## Online Graphics Transforms 2: GluLookAt

July 30, 2019

In this final segment of lecture 4, we have
achieved all the tools needed to derive gluLookAt, which is a key OpenGL component for viewing. And it’s really a case study, of course immediately
relevant to homework 1, but really a case study on how you can use all of the ideas
you have to derive this relatively complicated 4×4 transformation matrix that can be used
to view objects and position an arbitrary camera in the world. The function we are going to talk about positions
the camera, and is therefore fundamental to how we look at images. Let’s talk about the
parameters for a moment. So you have the x coordinate, y coordinate and z coordinate
of the eye. You have the, x, y and z coordinates of the center, which is where it is looking
at. And, you have an up vector of the camera, which is, what is the up direction of the
camera? And that is important for determining what
parts of the image are on the X axis and the Y axis. What is the orientation of the image
with respect to the world? It corresponds to rotating your camera. The eye location
corresponds to where you place your eye, or your camera. Whereas, the up direction corresponds
to the orientation or heading of the camera, or equivalently how you rotate your head. And really the key thing is, this combines
many of the concepts discussed in the last two lectures and gives you a practical example
of how you solve problems. It involves 3 main steps to derive the matrix.
First we need to create a coordinate frame for the camera. Then we need to create a rotation
matrix corresponding to the camera’s coordinate frame. And finally, we need to apply a translation
for the camera, or the eye location. In the basic math lecture, and we talked about
vectors and orthonormal basis frames, we introduced the notation and the way in which we can create
the coordinate frame. So essentially you have a vector a and a vector
b, in this case given by the direction of u, which is the difference between eye and
center, and b which is the up direction. But of course these might not be orthogonal nor
unit norm, and you also need to find the third axis of the coordinate frame. So what you
do is, first you create the w vector, which is just normalizing a, and that’s equivalent
to Z axis. And then of course you have to remove the
components of v which fall along w, and instead of doing that explicitly, a more elegant way
is to find the u vector which is b cross w and so the cross product automatically removes
the appropriate components. And finally, you can create v as w cross u which is an identity
that must hold in an orthonormal coordinate frame. So we will go back to this early construction
we saw in the basic math lecture.

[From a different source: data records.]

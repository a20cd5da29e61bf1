use crate::domain::listing::Listing;
use crate::realtor::client::{HttpMethod, RealtorClient, SearchPurpose, SearchRequest};
use crate::realtor::RealtorApiError;
use crate::rent::RentalCompSource;
use serde_json::Map;

/// For-rent search by ZIP. Each result's `price` is its monthly rent.
pub struct RealtorRentals {
    client: RealtorClient,
    endpoint: String,
    method: HttpMethod,
    location_param: String,
    limit: u32,
}

impl RealtorRentals {
    pub fn new(
        client: RealtorClient,
        endpoint: impl Into<String>,
        method: HttpMethod,
        location_param: impl Into<String>,
        limit: u32,
    ) -> Self {
        Self {
            client,
            endpoint: endpoint.into(),
            method,
            location_param: location_param.into(),
            limit,
        }
    }

    fn request_for(&self, zip_code: &str) -> SearchRequest {
        SearchRequest {
            endpoint: self.endpoint.clone(),
            method: self.method,
            location_param: self.location_param.clone(),
            location_value: zip_code.to_string(),
            limit: self.limit,
            purpose: SearchPurpose::Rent,
            filters: Map::new(),
        }
    }
}

impl RentalCompSource for RealtorRentals {
    fn fetch_rentals(&self, zip_code: &str) -> Result<Vec<Listing>, RealtorApiError> {
        let rentals = self.client.search(&self.request_for(zip_code))?;
        tracing::debug!(zip = zip_code, count = rentals.len(), "fetched rental comps");
        Ok(rentals)
    }
}
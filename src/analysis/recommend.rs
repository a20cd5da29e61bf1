// src/analysis/recommend.rs

use crate::analysis::analyzer::analyze_listing;
use crate::analysis::settings::{ListingFilters, Preferences, Underwriting};
use crate::domain::analysis::Analysis;
use crate::domain::listing::Listing;
use crate::domain::location::parse_location;
use crate::realtor::RealtorApiError;
use crate::rent::RentEstimator;
use lazy_static::lazy_static;
use regex::Regex;
use std::collections::HashMap;

lazy_static! {
    static ref STREET_SUFFIXES: Vec<(Regex, &'static str)> = [
        ("street", "st"),
        ("st.", "st"),
        ("road", "rd"),
        ("rd.", "rd"),
        ("drive", "dr"),
        ("dr.", "dr"),
        ("avenue", "ave"),
        ("ave.", "ave"),
        ("lane", "ln"),
        ("ln.", "ln"),
        ("boulevard", "blvd"),
        ("blvd.", "blvd"),
        ("court", "ct"),
        ("ct.", "ct"),
        ("trail", "trl"),
        ("trl.", "trl"),
        ("place", "pl"),
        ("pl.", "pl"),
        ("way", "wy"),
        ("wy.", "wy"),
    ]
    .iter()
    .map(|(long, short)| {
        let pattern = format!(r"\b{}\b", regex::escape(long));
        (Regex::new(&pattern).expect("valid suffix pattern"), *short)
    })
    .collect();
    static ref NON_ALNUM: Regex = Regex::new(r"[^a-z0-9]").expect("valid pattern");
}

/// Collapses spelling variants of an address ("123 Main Street" vs
/// "123 main st.") into one comparable key.
pub fn normalize_address_key(address: &str) -> String {
    let mut normalized = address.to_lowercase();
    for (pattern, short) in STREET_SUFFIXES.iter() {
        normalized = pattern.replace_all(&normalized, *short).into_owned();
    }
    NON_ALNUM.replace_all(&normalized, "").into_owned()
}

/// Keeps one analysis per normalized address + ZIP: the best cashflow,
/// and on a tie the lower price. First-seen order is preserved.
pub fn deduplicate_analyses(analyses: Vec<Analysis>) -> Vec<Analysis> {
    let mut order: Vec<String> = Vec::new();
    let mut best: HashMap<String, Analysis> = HashMap::new();

    for analysis in analyses {
        let key = format!(
            "{}|{}",
            normalize_address_key(&analysis.listing.address),
            analysis.listing.zip_code
        );
        let replace = match best.get(&key) {
            None => {
                order.push(key.clone());
                true
            }
            Some(existing) => {
                analysis.monthly_net_cashflow > existing.monthly_net_cashflow
                    || (analysis.monthly_net_cashflow == existing.monthly_net_cashflow
                        && analysis.listing.price < existing.listing.price)
            }
        };
        if replace {
            best.insert(key, analysis);
        }
    }

    order.into_iter().filter_map(|k| best.remove(&k)).collect()
}

fn passes_filters(listing: &Listing, filters: &ListingFilters, terms: &Underwriting) -> bool {
    let location = parse_location(&filters.location);
    let property_types = filters.property_type_set();

    location.matches(listing)
        && listing.price <= filters.max_price
        && listing.bedrooms >= filters.min_bedrooms
        && listing.bathrooms >= filters.min_bathrooms
        && (property_types.is_empty()
            || property_types.contains(&listing.property_type.to_lowercase()))
        && terms.max_down_payment.min(listing.price) > 0.0
}

/// Filters, analyzes and ranks listings, keeping only positive cashflow.
///
/// Ranked by monthly cashflow, then cash-on-cash return, then preference
/// score, all descending, and truncated to `filters.results`.
pub fn recommend(
    listings: &[Listing],
    filters: &ListingFilters,
    terms: &Underwriting,
    prefs: &Preferences,
    rent_estimator: &mut RentEstimator,
) -> Result<Vec<Analysis>, RealtorApiError> {
    let candidates: Vec<&Listing> = listings
        .iter()
        .filter(|l| passes_filters(l, filters, terms))
        .collect();
    tracing::info!(
        loaded = listings.len(),
        candidates = candidates.len(),
        "filtered listings"
    );

    let mut positive = Vec::new();
    for listing in candidates {
        let analysis = analyze_listing(listing, terms, prefs, rent_estimator)?;
        tracing::debug!(
            listing = %listing.listing_id,
            rent = analysis.estimated_rent,
            method = %analysis.rent_estimation_method,
            cashflow = analysis.monthly_net_cashflow,
            "analyzed listing"
        );
        if analysis.monthly_net_cashflow > 0.0 {
            positive.push(analysis);
        }
    }

    let mut ranked = deduplicate_analyses(positive);
    ranked.sort_by(|a, b| {
        b.monthly_net_cashflow
            .total_cmp(&a.monthly_net_cashflow)
            .then_with(|| {
                b.annual_cash_on_cash_return
                    .total_cmp(&a.annual_cash_on_cash_return)
            })
            .then_with(|| b.score.total_cmp(&a.score))
    });
    ranked.truncate(filters.results);

    tracing::info!(recommended = ranked.len(), "ranked recommendations");
    Ok(ranked)
}
// src/domain/analysis.rs

use crate::domain::listing::Listing;
use crate::rent::RentMethod;

/// The investment economics computed for a single listing.
/// This is the shape consumed by both the console report and the spreadsheet export.
#[derive(Debug, Clone)]
pub struct Analysis {
    pub listing: Listing,
    /// Preference score on a 0-100 scale.
    pub score: f64,

    // === Rent ===
    pub estimated_rent: f64,
    pub rent_estimation_method: RentMethod,
    pub comp_count: usize,

    // === Monthly costs ===
    pub monthly_mortgage_pi: f64,
    pub monthly_taxes: f64,
    pub monthly_insurance: f64,
    pub monthly_maintenance: f64,
    pub monthly_management: f64,
    pub monthly_vacancy: f64,
    pub monthly_hoa: f64,
    pub monthly_pmi: f64,
    pub monthly_total_costs: f64,

    // === Returns ===
    pub monthly_net_cashflow: f64,
    /// Percent per year. Infinite when no cash was put down.
    pub annual_cash_on_cash_return: f64,
    pub down_payment: f64,
    /// Percent of the purchase price.
    pub down_payment_pct: f64,
}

In order to create the coordinate frame, of
course you have to know what is my a and b that I’m given, and so I’ve rewritten what
w, u and v are here, but I need to know what’s a and b. And let’s go back to our problem statement.
We want to position the camera at the origin, looking down the -Z direction. In OpenGL,
you always have a camera at the origin looking at (0,0,-1). So it’s looking at -Z direction.
Therefore, center – eye, you want to move that to the -Z direction. Therefore, the +Z
direction will be given by eye – center. And that’s what the vector a is given by, eye
– center. The vector b is then simply the up vector,
and those are your two vectors, a and b, eye – center and eye. So from that, you can compute the vectors
u, v and w using the formulae discussed earlier. But the main reason for doing that is you
want to create a coordinate frame and a rotation matrix. So then we go back to what we discussed
earlier in this lecture and also in the next lecture, in previous lecture, that the rows
of the rotation matrix are the 3 unit vectors of the new coordinate frame. So given be u, v and w, you can define, you
know the x, y and z coordinates of u, x, y, and z coordinates of v, x, y, and z coordinates
of w. The rows of the matrix of are the vectors u, v and w. And so, you have constructed a
rotation matrix for the camera. The final step is that you need to apply a translation
for the camera, or the eye location. And this, is a little bit of a trick question.
Do you do the rotation first or the translation first? And that’s what we talked about earlier
in the lecture. The important point to note is that you cannot apply the translation after
the rotation. Think about it, you have a camera. And, so, you can think about it in 2 steps.
First the camera is looking down the -Z axis. It’s moved to the appropriate location in
the world, so you have to apply to the inverse translation to the world. And then, it’s positioned
appropriately, which corresponds to the rotation. So the translation must come first to bring
the camera to the origin before the rotation is applied. How do we combine translations
and rotations? Again, I’m just repeating slides earlier in the lecture. The main point of
this segment is to show easy application of the way you can use all of the knowledge I’ve
been talking about. So if I do translation first and then rotation I have an effective
translation, which is rotation times translation. So the rotation matrix times the translation
vector. In this case, the translation vector is the
eye coordinate or really the -eye coordinate, because I have to do the inverse translation
to the world. And the rotation matrix are the u, v, and w coordinates of the new coordinate
frame. Take the rotation matrix, and I take the translation
vector, which is -eye. And now, I multiply these together. So, of course, the rotation
part doesn’t change, and I’m not interested in that. So I’ll just talk about how the translational
components will change. And you notice here, I’m going to have x_u * -e_x, y_u * -e_y,
and z_u * -e_z. This just corresponds to a dot product of
the vector u, and the vector e, of course with the negative, and therefore these things
will become, -u dot e, -v dot e, and -w dot e. Of course, do not confuse this w vector
with the w homogeneous coordinate, which is just 1 in this case. In fact, in the earlier segments, we did derive
this form, for this is what happens, that when you rotate a particular vector, it’s
equivalent to considering its projection in terms of the new u, v and w. And just writing this down explicitly, we
derive the formula shown here. And this is the final form of gluLookAt. Some components
of this you will need in homework 1.

## 3 Replies to “Online Graphics Transforms 2: GluLookAt”

1. Ankur Rathore says:

so abstract, no elaboration, useless

2. Narek Aghekyan says:

Sorry, I could not understand why the translation must come first. What was the argument proving it? Looks like it is possible to do both ways RT or TR but the matrices will be different, right?

In 4:09 we say that rows of matrix are are 3 unit vectors of new coordinate frame. But we came to this conclusion when we were rotating coordinate frame around it's origin (https://www.youtube.com/watch?v=gdoI2nM6Lio) Is this the reason why we translate first to make sure that we rotate the frame only when origins coincide?

3. Dren Kajm says:

@raviramamoorthi How would we implement a orbital-camera/third-person-camera? the one that rotates around a specific point/object.